TO DO: Set down all of the data that follows, keeping every character.

**** DATA IN THIS EXERCISE

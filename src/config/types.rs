use serde::{Deserialize, Serialize};
use std::time::Duration;

#[derive(Debug, Clone, Default, Serialize, Deserialize)]
pub struct Config {
    #[serde(default)]
    pub llm: LlmConfig,
    #[serde(default)]
    pub server: ServerConfig,
}

#[derive(Debug, Clone, Serialize, Deserialize)]
pub struct LlmConfig {
    #[serde(default)]
    pub provider: LlmProvider,
    /// Empty means the provider's public endpoint.
    #[serde(default)]
    pub base_url: String,
    #[serde(default)]
    pub api_key: String,
    #[serde(default = "default_model")]
    pub model: String,
    #[serde(default = "default_timeout_secs")]
    pub timeout_secs: u64,
    #[serde(default)]
    pub failure_format: FailureFormat,
}

#[derive(Debug, Clone, Copy, Default, PartialEq, Eq, Serialize, Deserialize)]
#[serde(rename_all = "snake_case")]
pub enum LlmProvider {
    #[default]
    Gemini,
    Openai,
}

/// How a failed analysis is rendered in the `/upload` response body.
#[derive(Debug, Clone, Copy, Default, PartialEq, Eq, Serialize, Deserialize)]
#[serde(rename_all = "snake_case")]
pub enum FailureFormat {
    /// `{"error": ..., "kind": ..., "details": ...}`
    #[default]
    Object,
    /// Single-element item list with `category: "Error"`, for list-only clients.
    ItemList,
}

#[derive(Debug, Clone, Serialize, Deserialize)]
pub struct ServerConfig {
    #[serde(default = "default_host")]
    pub host: String,
    #[serde(default = "default_port")]
    pub port: u16,
    #[serde(default = "default_max_upload_bytes")]
    pub max_upload_bytes: usize,
    #[serde(default)]
    pub cors: CorsConfig,
    #[serde(default)]
    pub logs: LogsConfig,
}

#[derive(Debug, Clone, Serialize, Deserialize)]
pub struct CorsConfig {
    #[serde(default = "default_allowed_origins")]
    pub allowed_origins: Vec<String>,
}

#[derive(Debug, Clone, Serialize, Deserialize)]
pub struct LogsConfig {
    #[serde(default = "default_log_level")]
    pub level: String,
}

impl LlmConfig {
    pub fn timeout(&self) -> Duration {
        Duration::from_secs(self.timeout_secs)
    }
}

impl Default for LlmConfig {
    fn default() -> Self {
        Self {
            provider: LlmProvider::default(),
            base_url: String::new(),
            api_key: String::new(),
            model: default_model(),
            timeout_secs: default_timeout_secs(),
            failure_format: FailureFormat::default(),
        }
    }
}

impl Default for ServerConfig {
    fn default() -> Self {
        Self {
            host: default_host(),
            port: default_port(),
            max_upload_bytes: default_max_upload_bytes(),
            cors: CorsConfig::default(),
            logs: LogsConfig::default(),
        }
    }
}

impl Default for CorsConfig {
    fn default() -> Self {
        Self {
            allowed_origins: default_allowed_origins(),
        }
    }
}

impl Default for LogsConfig {
    fn default() -> Self {
        Self {
            level: default_log_level(),
        }
    }
}

fn default_model() -> String {
    "gemini-3-flash-preview".to_string()
}

fn default_timeout_secs() -> u64 {
    60
}

fn default_host() -> String {
    "0.0.0.0".to_string()
}

fn default_port() -> u16 {
    8000
}

fn default_max_upload_bytes() -> usize {
    20 * 1024 * 1024
}

fn default_allowed_origins() -> Vec<String> {
    vec![
        "http://localhost:3000".to_string(),
        "http://127.0.0.1:3000".to_string(),
    ]
}

fn default_log_level() -> String {
    "info".to_string()
}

********

ANSWER BELOW:
filename src/config/types.rs
use serde::{Deserialize, Serialize};
use std::time::Duration;

#[derive(Debug, Clone, Default, Serialize, Deserialize)]
pub struct Config {
    #[serde(default)]
    pub llm: LlmConfig,
    #[serde(default)]
    pub server: ServerConfig,
}

#[derive(Debug, Clone, Serialize, Deserialize)]
pub struct LlmConfig {
    #[serde(default)]
    pub provider: LlmProvider,
    /// Empty means the provider's public endpoint.
    #[serde(default)]
    pub base_url: String,
    #[serde(default)]
    pub api_key: String,
    #[serde(default = "default_model")]
    pub model: String,
    #[serde(default = "default_timeout_secs")]
    pub timeout_secs: u64,
    #[serde(default)]
    pub failure_format: FailureFormat,
}

#[derive(Debug, Clone, Copy, Default, PartialEq, Eq, Serialize, Deserialize)]
#[serde(rename_all = "snake_case")]
pub enum LlmProvider {
    #[default]
    Gemini,
    Openai,
}

/// How a failed analysis is rendered in the `/upload` response body.
#[derive(Debug, Clone, Copy, Default, PartialEq, Eq, Serialize, Deserialize)]
#[serde(rename_all = "snake_case")]
pub enum FailureFormat {
    /// `{"error": ..., "kind": ..., "details": ...}`
    #[default]
    Object,
    /// Single-element item list with `category: "Error"`, for list-only clients.
    ItemList,
}

#[derive(Debug, Clone, Serialize, Deserialize)]
pub struct ServerConfig {
    #[serde(default = "default_host")]
    pub host: String,
    #[serde(default = "default_port")]
    pub port: u16,
    #[serde(default = "default_max_upload_bytes")]
    pub max_upload_bytes: usize,
    #[serde(default)]
    pub cors: CorsConfig,
    #[serde(default)]
    pub logs: LogsConfig,
}

#[derive(Debug, Clone, Serialize, Deserialize)]
pub struct CorsConfig {
    #[serde(default = "default_allowed_origins")]
    pub allowed_origins: Vec<String>,
}

#[derive(Debug, Clone, Serialize, Deserialize)]
pub struct LogsConfig {
    #[serde(default = "default_log_level")]
    pub level: String,
}

impl LlmConfig {
    pub fn timeout(&self) -> Duration {
        Duration::from_secs(self.timeout_secs)
    }
}

impl Default for LlmConfig {
    fn default() -> Self {
        Self {
            provider: LlmProvider::default(),
            base_url: String::new(),
            api_key: String::new(),
            model: default_model(),
            timeout_secs: default_timeout_secs(),
            failure_format: FailureFormat::default(),
        }
    }
}

impl Default for ServerConfig {
    fn default() -> Self {
        Self {
            host: default_host(),
            port: default_port(),
            max_upload_bytes: default_max_upload_bytes(),
            cors: CorsConfig::default(),
            logs: LogsConfig::default(),
        }
    }
}

impl Default for CorsConfig {
    fn default() -> Self {
        Self {
            allowed_origins: default_allowed_origins(),
        }
    }
}

impl Default for LogsConfig {
    fn default() -> Self {
        Self {
            level: default_log_level(),
        }
    }
}

fn default_model() -> String {
    "gemini-3-flash-preview".to_string()
}

fn default_timeout_secs() -> u64 {
    60
}

fn default_host() -> String {
    "0.0.0.0".to_string()
}

fn default_port() -> u16 {
    8000
}

fn default_max_upload_bytes() -> usize {
    20 * 1024 * 1024
}

fn default_allowed_origins() -> Vec<String> {
    vec![
        "http://localhost:3000".to_string(),
        "http://127.0.0.1:3000".to_string(),
    ]
}

fn default_log_level() -> String {
    "info".to_string()
}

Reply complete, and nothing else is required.